How Spain Is Building a Fairer Model for Renewable Energy Deployment
Spain needs to rapidly expand renewable energy to meet its climate goals. But scaling up wind and solar power is not just a technical challenge; it is also a social and territorial one. When large energy projects arrive in rural communities, the benefits often flow elsewhere while the local impacts remain. Addressing that imbalance is at the heart of Renovables con el Territorio (Renewables with the Territory), a multi-year initiative led by the UN Sustainable Development Solutions Network’s Spanish Network (REDS-SDSN Spain).
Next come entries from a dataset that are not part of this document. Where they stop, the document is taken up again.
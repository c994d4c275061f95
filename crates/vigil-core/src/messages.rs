//! Messages exchanged between entities through the scenario's bus.
//!
//! Messages are queued during a tick and delivered once, after the
//! interaction phase, to receivers that are still active.

use serde::{Deserialize, Serialize};

use crate::types::Direction;

/// Payload of one queued delivery.
#[derive(Debug, Clone, PartialEq, Serialize, Deserialize)]
#[serde(tag = "type")]
pub enum Message {
    // --- Directable sensors ---
    /// Point the sensor at `direction`. Applied on the receiver's next
    /// self-update unless `immediate`.
    Guide {
        direction: Direction,
        #[serde(default)]
        immediate: bool,
    },
    /// Drop any lock and return to standby.
    Release,

    // --- Emitters ---
    /// Switch emission on or off. `None` toggles.
    Power {
        #[serde(default)]
        on: Option<bool>,
    },

    // --- Free form ---
    Text { body: String },
    Custom { payload: serde_json::Value },
}
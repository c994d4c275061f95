//! Scripted target: constant-velocity body with optional capabilities.

use vigil_core::config::{TargetConfig, Validate};
use vigil_core::enums::EntityKind;
use vigil_core::error::ConfigResult;
use vigil_core::types::{Position, Velocity};
use vigil_core::view::EntityView;

use crate::entity::{Entity, Header, Peers, StepContext};
use crate::rules::{apply_rules, laser_damage, Damageable, HasRules, Rule, RuleSet};

pub struct Target {
    header: Header,
    config: TargetConfig,
    position: Position,
    velocity: Velocity,
    damage: Option<f64>,
    life: Option<f64>,
    rules: RuleSet<Target>,
}

impl Target {
    pub fn new(config: TargetConfig) -> ConfigResult<Self> {
        config.validate()?;
        Ok(Self {
            header: Header::named(config.name.clone()),
            position: config.position,
            velocity: config.velocity,
            damage: config.damage,
            life: config.life,
            rules: RuleSet::new().with(laser_damage),
            config,
        })
    }

    pub fn from_json(value: &serde_json::Value) -> ConfigResult<Self> {
        Self::new(vigil_core::config::from_json(value)?)
    }

    pub fn position(&self) -> Position {
        self.position
    }

    pub fn velocity(&self) -> Velocity {
        self.velocity
    }

    pub fn set_velocity(&mut self, velocity: Velocity) {
        self.velocity = velocity;
    }

    pub fn remaining_damage(&self) -> Option<f64> {
        self.damage
    }

    pub fn add_rule(&mut self, rule: Rule<Target>) {
        self.rules.push(rule);
    }
}

impl Damageable for Target {
    fn damage(&self) -> Option<f64> {
        self.damage
    }

    fn take_damage(&mut self, amount: f64) -> Option<f64> {
        let left = self.damage.as_mut()?;
        *left -= amount;
        Some(*left)
    }
}

impl HasRules for Target {
    fn rules_mut(&mut self) -> &mut RuleSet<Self> {
        &mut self.rules
    }
}

impl Entity for Target {
    fn header(&self) -> &Header {
        &self.header
    }

    fn header_mut(&mut self) -> &mut Header {
        &mut self.header
    }

    fn kind(&self) -> EntityKind {
        EntityKind::Target
    }

    fn view(&self) -> EntityView {
        EntityView {
            position: Some(self.position),
            velocity: Some(self.velocity),
            cross_section: self.config.cross_section,
            signal: self.config.signal,
            damage: self.damage,
            ..self.header.view(self.kind())
        }
    }

    fn update(&mut self, ctx: &mut StepContext) {
        let dt = ctx.dt();
        self.position = Position::from(self.position.as_dvec3() + self.velocity.as_dvec3() * dt);
        if let Some(life) = self.life.as_mut() {
            *life -= dt;
            if *life <= 0.0 {
                ctx.deactivate();
            }
        }
    }

    fn interact(&mut self, ctx: &mut StepContext, peers: &Peers) {
        apply_rules(self, ctx, peers);
    }

    fn reset(&mut self, _ctx: &mut StepContext) {
        self.position = self.config.position;
        self.velocity = self.config.velocity;
        self.damage = self.config.damage;
        self.life = self.config.life;
    }

    fn set_attribute(&mut self, name: &str, value: &serde_json::Value) -> bool {
        match name {
            "position" => match Position::from_json(value) {
                Some(p) => {
                    self.position = p;
                    true
                }
                None => false,
            },
            "velocity" => match serde_json::from_value::<Velocity>(value.clone()) {
                Ok(v) => {
                    self.velocity = v;
                    true
                }
                Err(_) => false,
            },
            "damage" => match value.as_f64() {
                Some(d) => {
                    self.damage = Some(d);
                    true
                }
                None => false,
            },
            _ => false,
        }
    }

    fn as_any(&self) -> &dyn std::any::Any {
        self
    }

    fn as_any_mut(&mut self) -> &mut dyn std::any::Any {
        self
    }
}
On April 14, 2026, REDS-SDSN Spain brought together policymakers, civil society organizations, businesses, and researchers in Madrid to present the results of the initiative's third phase and to open a high-level dialogue on what a just energy transition really requires.
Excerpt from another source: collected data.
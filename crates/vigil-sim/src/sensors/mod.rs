//! Concrete detectors.

pub mod laser;
pub mod optronic;
pub mod pointing;
pub mod radar;
pub mod receiver;

pub use laser::Laser;
pub use optronic::Optronic;
pub use pointing::{Lock, Pointing};
pub use radar::{Radar, RadarReport, RadarTrack};
pub use receiver::{Receiver, ReceiverReport};
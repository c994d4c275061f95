//! Enumeration types shared by the kernel and the sensors.

use serde::{Deserialize, Serialize};

/// Confirmation state of one radar batch.
#[derive(Debug, Clone, Copy, Default, PartialEq, Eq, Hash, Serialize, Deserialize)]
pub enum TrackState {
    /// Newly detected, awaiting confirmation.
    #[default]
    Searching,
    /// Confirmed after enough consecutive hits.
    Tracking,
    /// Dropped. Reported once, then removed.
    Cancelled,
}

/// Operating state of a directable sensor (EO or laser).
#[derive(Debug, Clone, Copy, Default, PartialEq, Eq, Hash, Serialize, Deserialize)]
pub enum PointingState {
    #[default]
    StandBy,
    /// Searching around a commanded direction.
    Guide,
    /// Locked on a target and following it.
    Track,
}

/// Flight state of a UAV.
#[derive(Debug, Clone, Copy, Default, PartialEq, Eq, Hash, Serialize, Deserialize)]
pub enum UavState {
    /// Following the waypoint route.
    #[default]
    Normal,
    /// Returning to the first waypoint.
    Back,
    /// Arrived back at the first waypoint. Terminal.
    Home,
    /// Navigation denied; drifting on the last velocity.
    GpsLost,
    /// One-way route exhausted. Terminal.
    Over,
}

impl UavState {
    pub fn is_terminal(self) -> bool {
        matches!(self, UavState::Home | UavState::Over)
    }
}

/// What a jammer denies.
#[derive(Debug, Clone, Copy, Default, PartialEq, Eq, Hash, Serialize, Deserialize)]
pub enum JammerKind {
    /// Command/control link. Link-budget gated.
    #[default]
    DataLink,
    /// Satellite navigation. Range gated.
    Gps,
}

/// Coarse type tag carried in snapshots.
#[derive(Debug, Clone, Copy, Default, PartialEq, Eq, Hash, Serialize, Deserialize)]
pub enum EntityKind {
    #[default]
    Target,
    Radar,
    Optronic,
    Laser,
    Receiver,
    Jammer,
    Uav,
    Custom,
}
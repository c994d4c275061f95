//! Directable narrow field-of-view sensing shared by the EO sensor and the laser.
//!
//! StandBy → (guide) → Guide → (target in view) → Track → (target lost) → StandBy.

use serde::{Deserialize, Serialize};
use tracing::debug;

use vigil_core::config::{AerBounds, Fov};
use vigil_core::enums::PointingState;
use vigil_core::types::{Aer, ClockInfo, Direction, EntityId, Position};
use vigil_core::view::EntityView;

use crate::detector::{detect_all, Detector};
use crate::entity::Peers;

/// Current lock of a tracking sensor.
#[derive(Debug, Clone, Copy, PartialEq, Serialize, Deserialize)]
pub struct Lock {
    pub time: f64,
    pub aer: Aer,
    pub target: EntityId,
}

#[derive(Debug, Clone)]
pub struct Pointing {
    origin: Position,
    fov: Fov,
    bounds: AerBounds,
    initial: Direction,
    direction: Direction,
    state: PointingState,
    pending: Option<Direction>,
    lock: Option<Lock>,
    // Per-tick scratch.
    best: Option<(f64, EntityId, Aer)>,
    followed: Option<Aer>,
}

impl Pointing {
    pub fn new(origin: Position, fov: Fov, bounds: AerBounds, direction: Direction) -> Self {
        Self {
            origin,
            fov,
            bounds,
            initial: direction,
            direction,
            state: PointingState::StandBy,
            pending: None,
            lock: None,
            best: None,
            followed: None,
        }
    }

    pub fn state(&self) -> PointingState {
        self.state
    }

    pub fn direction(&self) -> Direction {
        self.direction
    }

    pub fn origin(&self) -> Position {
        self.origin
    }

    pub fn set_origin(&mut self, origin: Position) {
        self.origin = origin;
    }

    pub fn pending_guide(&self) -> Option<Direction> {
        self.pending
    }

    pub fn lock(&self) -> Option<&Lock> {
        self.lock.as_ref()
    }

    pub fn locked_target(&self) -> Option<EntityId> {
        self.lock.map(|l| l.target)
    }

    /// Command a new search direction. Applied at the next self-update
    /// unless `immediate`. Taking effect releases any current target.
    pub fn guide(&mut self, direction: Direction, immediate: bool) {
        if immediate {
            self.pending = None;
            self.apply_guide(direction);
        } else {
            self.pending = Some(direction);
        }
    }

    pub fn release(&mut self) {
        self.pending = None;
        self.lock = None;
        self.state = PointingState::StandBy;
    }

    /// Self-update: apply a pending guide.
    pub fn update(&mut self) {
        if let Some(direction) = self.pending.take() {
            self.apply_guide(direction);
        }
    }

    pub fn interact(&mut self, time: &ClockInfo, peers: &Peers) {
        self.best = None;
        self.followed = None;
        if self.state == PointingState::StandBy {
            return;
        }
        detect_all(self, time, peers);
    }

    pub fn reset(&mut self) {
        self.direction = self.initial;
        self.release();
    }

    fn apply_guide(&mut self, direction: Direction) {
        self.direction = direction;
        self.lock = None;
        self.state = PointingState::Guide;
    }
}

impl Detector for Pointing {
    type Measurement = Aer;

    fn need_evaluate(&self, _time: &ClockInfo, target: &EntityView) -> bool {
        match self.state {
            PointingState::StandBy => false,
            PointingState::Guide => target.position.is_some(),
            PointingState::Track => self.locked_target() == Some(target.id),
        }
    }

    fn evaluate(&mut self, _time: &ClockInfo, target: &EntityView) -> Option<Aer> {
        let aer = self.origin.aer_to(&target.position?);
        if aer.range <= 0.0 || !self.bounds.contains(&aer) {
            return None;
        }
        self.fov
            .contains(&self.direction, &aer.direction())
            .then_some(aer)
    }

    fn accept(&mut self, _time: &ClockInfo, target: EntityId, measurement: Option<Aer>) {
        let Some(aer) = measurement else {
            return;
        };
        match self.state {
            PointingState::Guide => {
                let offset = self.direction.offset_to(&aer.direction());
                // Peers arrive in id order, so a strict comparison keeps the lowest id on ties.
                if self.best.map_or(true, |(best, _, _)| offset < best) {
                    self.best = Some((offset, target, aer));
                }
            }
            PointingState::Track => self.followed = Some(aer),
            PointingState::StandBy => {}
        }
    }

    fn finalize(&mut self, time: &ClockInfo, _peers: &Peers) {
        match self.state {
            PointingState::Guide => {
                if let Some((_, target, aer)) = self.best.take() {
                    debug!(target_id = %target, now = time.now, range = aer.range, "lock acquired");
                    self.state = PointingState::Track;
                    self.direction = aer.direction();
                    self.lock = Some(Lock {
                        time: time.now,
                        aer,
                        target,
                    });
                }
            }
            PointingState::Track => match (self.followed.take(), self.lock) {
                (Some(aer), Some(lock)) => {
                    self.direction = aer.direction();
                    self.lock = Some(Lock {
                        time: time.now,
                        aer,
                        target: lock.target,
                    });
                }
                _ => {
                    debug!(target_id = ?self.locked_target(), now = time.now, "lock lost");
                    self.lock = None;
                    self.state = PointingState::StandBy;
                }
            },
            PointingState::StandBy => {}
        }
    }
}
Three Years of Multi-Stakeholder Dialogue
Launched in 2023, Renovables con el Territorio set out to co-create a shared vision for how renewable energy should be deployed in Spain through 2030 and 2050. In 2024, the initiative delivered a Road Map with 50 proposals for public administrations, companies, and civil society organizations to improve social acceptance, biodiversity compatibility, and local economic development linked to renewable projects.
The third phase took that work further by bringing the national conversation down to two specific territories: Catalonia and Galicia.
Two Territories, Two Tools, One Shared Principle
In Catalonia, a series of dialogue sessions called Diàlegs per una Catalunya Renovable (Dialogues for a Renewable Catalonia) focused on designing a territorial return mechanism. The core idea: part of the economic value generated by large renewable projects should be reinvested directly in the municipalities and regions that host them, with clear criteria for local development, social cohesion, and demographic sustainability. Participants agreed that this instrument should not function as a one-time compensation payment, but as a structural tool for territorial justice, one governed transparently by public bodies, with real participation from affected communities.
In Galicia, the Diálogos para unha Galicia Renovable (Dialogues for a Renewable Galicia) focused on a different but complementary challenge: how to make public participation in renewable energy projects genuinely meaningful. The process produced a draft Manual of Good Practices for Social Participation in Renewable Energy Projects, a practical guide for developers, regulators, and public administrations. The manual argues that informing communities about a project is not the same as involving them in it and sets minimum quality standards for participatory processes, from early-stage design through to monitoring and accountability.
Both outputs reflect the same underlying principle that a renewable energy transition only generates lasting social legitimacy when it is built with territories, not on top of them.
What the High-Level Dialogue Revealed
The Madrid event included a roundtable discussion that brought together senior representatives from Spain's Ministry for Ecological Transition and Demographic Challenge, the Spanish Climate Change Office, the Institute for Just Transition, and the Renewables Foundation.
Several key themes emerged:
- Biodiversity and renewables must go together. Spain protects over 36% of its territory under natural protection frameworks and is the largest contributor to the EU's Natura 2000 network. Participants stressed that renewable deployment must actively complement nature restoration efforts.
- Rural areas need targeted support. Decarbonizing rural Spain requires specific measures that recognize both the concentration of renewable infrastructure and the economic and demographic vulnerabilities of rural communities.
- Just transition cannot be separated from climate ambition. The implications of the energy transition for agriculture and industry demand deeper political attention than they have received so far.
- Social license cannot be bought; it must be built. Every new energy infrastructure project requires genuine social legitimacy. That means moving toward a more distributed energy model, closing the gap between production and consumption, and reforming a regulatory framework that was not designed for strong public participation or meaningful local return.
- Closing the gap between citizens and the energy system. Most people do not understand how the electricity system works or what benefits could flow to their communities. Building that understanding is a precondition for any real advance in territorial governance of renewables.
Renovables con el Territorio demonstrates that sustained multi-stakeholder dialogue, when designed with rigour and a genuine commitment to local voices, can produce concrete tools with real policy impact. That model is replicable. And as renewable energy deployment accelerates across Europe, the question of how to make it territorially just is one that every country will need to answer.